So here’s a quick run-through of the rest of the Clinical Problems in Consultation Psychiatry (CPCP) presentations that were done last Friday but which I didn’t have room for in one post because the third one that day was the huge Catatonia Super Review. I have to hand it to these guys, they were simply the best.
Dr. Anisha Boetel gave an excellent summary of the review on mood disorders after traumatic brain injury (TBI) co-authored by a former department faculty member, Dr. Ricardo Jorge, MD, who drew on the work of the former department chair, Dr. Robert G. Robinson, MD . I was interested especially in the use of lithium in this population, which was summarized as below:
Given that lithium carbonate is used often as a first-line treatment among persons with idiopathic bipolar disorder, it merits special comment as a treatment of mixed states among persons with TBI. Intolerance of doses necessary to effect mood stabilization appears to be more common among persons with TBI than with primary mania or mixed mood episodes. This intolerance is often attributable to the adverse cognitive and motor effects of lithium carbonate, which appears more likely to produce nausea, tremor, ataxia, and lethargy in persons with neurological disorders than in the general psychiatric population. Additionally, lithium carbonate lowers seizure threshold; in light of the risk for posttraumatic epilepsy as well as the potential comorbidity between posttraumatic epilepsy and mania, this effect is concerning with respect to lithium’s use in this population. As such, partial response, relapse of symptoms, or need for a second mood-stabilizing medication are common limitations of the use of this agent among TBI patients .
I pointed out to the group that I had just read an article from an author who had a different opinion about the usefulness of lithium for patients with mood instability after brain injury . This opinion was based on a case report and while the limitations of the older literature on this subject were acknowledged, still the authors said:
Notwithstanding some very old and poorly substantiated concerns, there is little evidence that patients with TBI, dementia, or other neurologic deficits tolerate lithium any less well than patients with mood or other primary psychiatric disorders do. Such patients are of course subject to typical lithium adverse effects, but there is no evidence suggesting increased sensitivity. There is some controversy about the effect of lithium on seizure disorders, but overall, the effect of lithium on seizures seems at most minor .
This argues for viewing the literature with some degree of skepticism and exercising clinical judgement in individual cases.
Reference from Dr. Boetel’s CPCP:
- Jorge, R. E. and D. B. Arciniegas (2014). “Mood disorders after TBI.” Psychiatr Clin North Am 37(1): 13-29.

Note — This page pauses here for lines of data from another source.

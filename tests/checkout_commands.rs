use assert_fs::TempDir;
use assert_fs::fixture::{FileWriteStr, PathChild};
use keg::areas::refs::Refs;
use predicates::prelude::predicate;
use pretty_assertions::assert_eq;
use rstest::rstest;

mod common;
use common::command::{init_repository_dir, run_keg_command};
use common::store::{database_at, store_blob, store_commit, store_tree};

const HELLO_BLOB_OID: &str = "ce013625030ba8dba906f756967f9e9ca394464a";

#[rstest]
fn checkout_materializes_a_tree_into_an_empty_directory(
    init_repository_dir: TempDir,
) -> Result<(), Box<dyn std::error::Error>> {
    let dir = init_repository_dir;
    let database = database_at(dir.path());

    let blob = store_blob(&database, b"hello\n");
    assert_eq!(blob.as_ref(), HELLO_BLOB_OID);
    let tree = store_tree(&database, &[("100644", "greeting.txt", &blob)]);

    run_keg_command(dir.path(), &["checkout", tree.as_ref(), "out"])
        .assert()
        .success();

    let content = std::fs::read_to_string(dir.path().join("out").join("greeting.txt"))?;
    assert_eq!(content, "hello\n");

    Ok(())
}

#[rstest]
fn checkout_recurses_into_nested_trees(
    init_repository_dir: TempDir,
) -> Result<(), Box<dyn std::error::Error>> {
    let dir = init_repository_dir;
    let database = database_at(dir.path());

    let blob = store_blob(&database, b"fn main() {}\n");
    let nested = store_tree(&database, &[("100644", "main.rs", &blob)]);
    let root = store_tree(
        &database,
        &[("40000", "src", &nested), ("100644", "main.rs", &blob)],
    );

    run_keg_command(dir.path(), &["checkout", root.as_ref(), "out"])
        .assert()
        .success();

    assert!(dir.path().join("out").join("main.rs").is_file());
    assert!(dir.path().join("out").join("src").join("main.rs").is_file());

    Ok(())
}

#[rstest]
fn checkout_resolves_a_commit_revision_to_its_tree(
    init_repository_dir: TempDir,
) -> Result<(), Box<dyn std::error::Error>> {
    let dir = init_repository_dir;
    let database = database_at(dir.path());

    let blob = store_blob(&database, b"hello\n");
    let tree = store_tree(&database, &[("100644", "greeting.txt", &blob)]);
    let commit = store_commit(&database, &tree, &[], "root\n");

    let refs = Refs::new(dir.path().join(".keg").into_boxed_path());
    refs.update_ref_file("refs/heads/master", commit.to_string())?;

    run_keg_command(dir.path(), &["checkout", "HEAD", "out"])
        .assert()
        .success();

    let content = std::fs::read_to_string(dir.path().join("out").join("greeting.txt"))?;
    assert_eq!(content, "hello\n");

    Ok(())
}

#[rstest]
fn checkout_refuses_a_non_empty_destination_and_writes_nothing(
    init_repository_dir: TempDir,
) -> Result<(), Box<dyn std::error::Error>> {
    let dir = init_repository_dir;
    let database = database_at(dir.path());

    let blob = store_blob(&database, b"hello\n");
    let tree = store_tree(&database, &[("100644", "greeting.txt", &blob)]);

    dir.child("out/existing.txt").write_str("keep me")?;

    run_keg_command(dir.path(), &["checkout", tree.as_ref(), "out"])
        .assert()
        .failure()
        .stderr(predicate::str::contains("not empty"));

    let out = dir.path().join("out");
    assert!(!out.join("greeting.txt").exists());
    assert_eq!(std::fs::read_to_string(out.join("existing.txt"))?, "keep me");

    Ok(())
}

#[rstest]
fn commit_entry_in_a_tree_is_an_unsupported_entry_kind(
    init_repository_dir: TempDir,
) -> Result<(), Box<dyn std::error::Error>> {
    let dir = init_repository_dir;
    let database = database_at(dir.path());

    let blob = store_blob(&database, b"hello\n");
    let snapshot = store_tree(&database, &[("100644", "greeting.txt", &blob)]);
    let commit = store_commit(&database, &snapshot, &[], "root\n");

    // a submodule-shaped entry: the tree points at a commit object
    let tree = store_tree(&database, &[("160000", "vendored", &commit)]);

    run_keg_command(dir.path(), &["checkout", tree.as_ref(), "out"])
        .assert()
        .failure()
        .stderr(predicate::str::contains("unsupported entry kind"));

    Ok(())
}

#[rstest]
fn checkout_refuses_a_file_destination(
    init_repository_dir: TempDir,
) -> Result<(), Box<dyn std::error::Error>> {
    let dir = init_repository_dir;
    let database = database_at(dir.path());

    let blob = store_blob(&database, b"hello\n");
    let tree = store_tree(&database, &[("100644", "greeting.txt", &blob)]);

    dir.child("out").write_str("a file, not a directory")?;

    run_keg_command(dir.path(), &["checkout", tree.as_ref(), "out"])
        .assert()
        .failure()
        .stderr(predicate::str::contains("not a directory"));

    Ok(())
}
//! Blob object
//!
//! Blobs store raw file content. They carry no metadata; names and modes
//! live in the trees that reference them.
//!
//! ## Format
//!
//! On disk: `blob <size>\0<content>`

use crate::artifacts::objects::object::Unpackable;
use crate::artifacts::objects::object::{Object, Packable};
use crate::artifacts::objects::object_kind::ObjectKind;
use bytes::Bytes;
use derive_new::new;
use std::io::{BufRead, Write};

/// Blob object holding opaque file content
///
/// The codec is the identity function: the payload is the literal file
/// content, byte for byte.
#[derive(Debug, Clone, PartialEq, Eq, new)]
pub struct Blob {
    content: Bytes,
}

impl Blob {
    pub fn content(&self) -> &Bytes {
        &self.content
    }
}

impl Packable for Blob {
    fn serialize(&self) -> anyhow::Result<Bytes> {
        let mut blob_bytes = Vec::new();
        let header = format!("{} {}\0", self.object_kind().as_str(), self.content.len());
        blob_bytes.write_all(header.as_bytes())?;
        blob_bytes.write_all(&self.content)?;

        Ok(Bytes::from(blob_bytes))
    }
}

impl Unpackable for Blob {
    fn deserialize(reader: impl BufRead) -> anyhow::Result<Self> {
        // the header has already been read
        let content = reader
            .bytes()
            .collect::<Result<Vec<u8>, std::io::Error>>()?;

        Ok(Self::new(content.into()))
    }
}

impl Object for Blob {
    fn object_kind(&self) -> ObjectKind {
        ObjectKind::Blob
    }

    fn display(&self) -> String {
        String::from_utf8_lossy(&self.content).to_string()
    }
}

#[cfg(test)]
mod tests {
    use super::*;
    use pretty_assertions::assert_eq;

    #[test]
    fn hashes_hello_to_the_reference_address() {
        let blob = Blob::new(Bytes::from_static(b"hello\n"));

        assert_eq!(
            blob.serialize().unwrap(),
            Bytes::from_static(b"blob 6\0hello\n")
        );
        assert_eq!(
            blob.object_id().unwrap().as_ref(),
            "ce013625030ba8dba906f756967f9e9ca394464a"
        );
    }

    #[test]
    fn deserializes_payload_verbatim() {
        let payload = b"\x00\xffbinary\n";
        let blob = Blob::deserialize(&payload[..]).unwrap();

        assert_eq!(blob.content().as_ref(), payload);
    }
}
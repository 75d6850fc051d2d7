//! Tag object
//!
//! Annotated tags share the commit payload shape: a key-value list with
//! message. The `object` key names the tagged target, `type` its kind,
//! `tag` the tag name, and `tagger` the identity line.

use crate::artifacts::objects::kvlm::Kvlm;
use crate::artifacts::objects::object::Unpackable;
use crate::artifacts::objects::object::{Object, Packable};
use crate::artifacts::objects::object_id::ObjectId;
use crate::artifacts::objects::object_kind::ObjectKind;
use anyhow::Context;
use bytes::Bytes;
use std::io::{BufRead, Write};

/// Annotated tag object backed by its key-value field list
#[derive(Debug, Clone, PartialEq, Eq)]
pub struct Tag {
    kvlm: Kvlm,
}

impl Tag {
    pub fn new(
        target_oid: &ObjectId,
        target_kind: ObjectKind,
        name: &str,
        tagger: &str,
        message: &str,
    ) -> Self {
        let mut kvlm = Kvlm::default();

        kvlm.push(
            Bytes::from_static(b"object"),
            Bytes::copy_from_slice(target_oid.as_ref().as_bytes()),
        );
        kvlm.push(
            Bytes::from_static(b"type"),
            Bytes::copy_from_slice(target_kind.as_str().as_bytes()),
        );
        kvlm.push(
            Bytes::from_static(b"tag"),
            Bytes::copy_from_slice(name.as_bytes()),
        );
        kvlm.push(
            Bytes::from_static(b"tagger"),
            Bytes::copy_from_slice(tagger.as_bytes()),
        );
        kvlm.set_message(Bytes::copy_from_slice(message.as_bytes()));

        Tag { kvlm }
    }

    /// The object this tag points at
    pub fn target_oid(&self) -> anyhow::Result<ObjectId> {
        let target = self
            .kvlm
            .first(b"object")
            .context("tag has no object field")?;
        ObjectId::try_parse(String::from_utf8(target.to_vec())?)
    }

    /// The declared kind of the tagged object
    pub fn target_kind(&self) -> anyhow::Result<ObjectKind> {
        let kind = self.kvlm.first(b"type").context("tag has no type field")?;
        ObjectKind::try_from(std::str::from_utf8(kind)?)
    }

    pub fn name(&self) -> Option<&Bytes> {
        self.kvlm.first(b"tag")
    }

    pub fn tagger(&self) -> Option<&Bytes> {
        self.kvlm.first(b"tagger")
    }

    pub fn message(&self) -> Bytes {
        self.kvlm.message()
    }
}

impl Packable for Tag {
    fn serialize(&self) -> anyhow::Result<Bytes> {
        let content_bytes = self.kvlm.serialize();

        let mut tag_bytes = Vec::new();
        let header = format!("{} {}\0", self.object_kind().as_str(), content_bytes.len());
        tag_bytes.write_all(header.as_bytes())?;
        tag_bytes.write_all(&content_bytes)?;

        Ok(Bytes::from(tag_bytes))
    }
}

impl Unpackable for Tag {
    fn deserialize(reader: impl BufRead) -> anyhow::Result<Self> {
        let content = reader
            .bytes()
            .collect::<Result<Vec<u8>, std::io::Error>>()?;

        Ok(Tag {
            kvlm: Kvlm::parse(&content).context("invalid tag payload")?,
        })
    }
}

impl Object for Tag {
    fn object_kind(&self) -> ObjectKind {
        ObjectKind::Tag
    }

    fn display(&self) -> String {
        String::from_utf8_lossy(&self.kvlm.serialize()).to_string()
    }
}
use crate::areas::repository::Repository;
use crate::areas::workspace::Workspace;
use crate::artifacts::objects::object::{Object, ObjectBox};
use std::io::Write;
use std::path::Path;

impl Repository {
    /// Materialize the tree of a revision into a directory
    ///
    /// The directory is created when absent; an existing directory must be
    /// empty. A commit revision checks out its snapshot tree.
    pub fn checkout(&mut self, revision: &str, destination: &str) -> anyhow::Result<()> {
        let (oid, object) = self.resolve_revision_peeled(revision)?;

        let tree_oid = match object {
            ObjectBox::Commit(commit) => commit.tree_oid()?,
            ObjectBox::Tree(_) => oid.clone(),
            other => anyhow::bail!("cannot checkout a {} object", other.object_kind()),
        };

        let destination = Path::new(destination);
        if !destination.exists() {
            std::fs::create_dir_all(destination)?;
        }

        let workspace = Workspace::new(destination.canonicalize()?.into_boxed_path());
        workspace.materialize(self.database(), &tree_oid)?;

        writeln!(
            self.writer(),
            "Checked out {} into {}",
            oid.to_short_oid(),
            workspace.path().display()
        )?;

        Ok(())
    }
}
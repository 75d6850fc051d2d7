pub mod cat_file;
pub mod hash_object;
pub mod ls_tree;
pub mod show_ref;
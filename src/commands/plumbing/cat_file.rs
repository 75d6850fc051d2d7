use crate::areas::repository::Repository;
use crate::artifacts::objects::object::Object;
use std::io::Write;

impl Repository {
    /// Print the decoded content of the object a revision names
    pub fn cat_file(&mut self, revision: &str) -> anyhow::Result<()> {
        let oid = self.resolve_revision(revision)?;
        let object = self.database().parse_object(&oid)?;

        write!(self.writer(), "{}", object.display())?;

        Ok(())
    }
}
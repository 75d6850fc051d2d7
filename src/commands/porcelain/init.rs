use crate::areas::refs::HEAD_REF_NAME;
use crate::areas::repository::Repository;
use std::io::Write;

impl Repository {
    /// Create the control directory layout for a fresh repository
    ///
    /// Seeds `objects/`, `refs/heads/`, `refs/tags/`, and a `HEAD` pointing
    /// at the unborn `master` branch. Re-running on an existing repository
    /// leaves it untouched.
    pub fn init(&mut self) -> anyhow::Result<()> {
        let control_path = self.control_path();

        std::fs::create_dir_all(control_path.join("objects"))?;
        std::fs::create_dir_all(self.refs().heads_path())?;
        std::fs::create_dir_all(self.refs().tags_path())?;

        if !self.refs().head_path().exists() {
            self.refs()
                .update_ref_file(HEAD_REF_NAME, "ref: refs/heads/master".to_string())?;
        }

        writeln!(
            self.writer(),
            "Initialized empty keg repository in {}",
            control_path.display()
        )?;

        Ok(())
    }
}
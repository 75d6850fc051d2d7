use crate::areas::repository::Repository;
use crate::artifacts::log::rev_walk::RevWalk;
use crate::artifacts::objects::object::{Object, ObjectBox};
use std::io::Write;

impl Repository {
    /// Print the reachable history of a revision as a Graphviz digraph
    ///
    /// One `c_<child> -> c_<parent>;` line per parent link, depth-first in
    /// parent-list order. A diamond-shaped merge ancestry prints each edge
    /// exactly once.
    pub fn log(&mut self, revision: &str) -> anyhow::Result<()> {
        let (start_oid, object) = self.resolve_revision_peeled(revision)?;

        if !matches!(object, ObjectBox::Commit(_)) {
            anyhow::bail!(
                "revision {revision} names a {} object, not a commit",
                object.object_kind()
            );
        }

        writeln!(self.writer(), "digraph log{{")?;
        for edge in RevWalk::new(self.database(), &start_oid)? {
            let (child, parent) = edge?;
            writeln!(self.writer(), "  c_{child} -> c_{parent};")?;
        }
        writeln!(self.writer(), "}}")?;

        Ok(())
    }
}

In this article, we examine the epidemiology and risk factors for the development of the most common mood disorders observed in the aftermath of TBI: depressive disorders and bipolar spectrum disorders. We describe the classification approach and diagnostic criteria proposed in the fifth edition of the Diagnostic and Statistical Manual for Mental Disorders. We also examine the differential diagnosis of post-TBI mood disorders and describe the mainstay of the evaluation process. Finally, we place a special emphasis on the analysis of the different therapeutic options and provide guidelines for the appropriate management of these conditions.
- Cruz, C., et al. (2015). “Lithium Treatment for Post-Head Injury Volatility.” Psychosomatics 56(5): 576-579.
The presentation by the senior medical students, Daniel Fox and Robert Welborn, on carcinoid tumor and selective serotonin reuptake inhibitors (SSRIs) was very well done. The literature still tends to argue for caution in using SSRIs in the population of patients with carcinoid tumors although it’s clear that in my experience, they still tend to be prescribed in this setting and they’re not always poorly tolerated.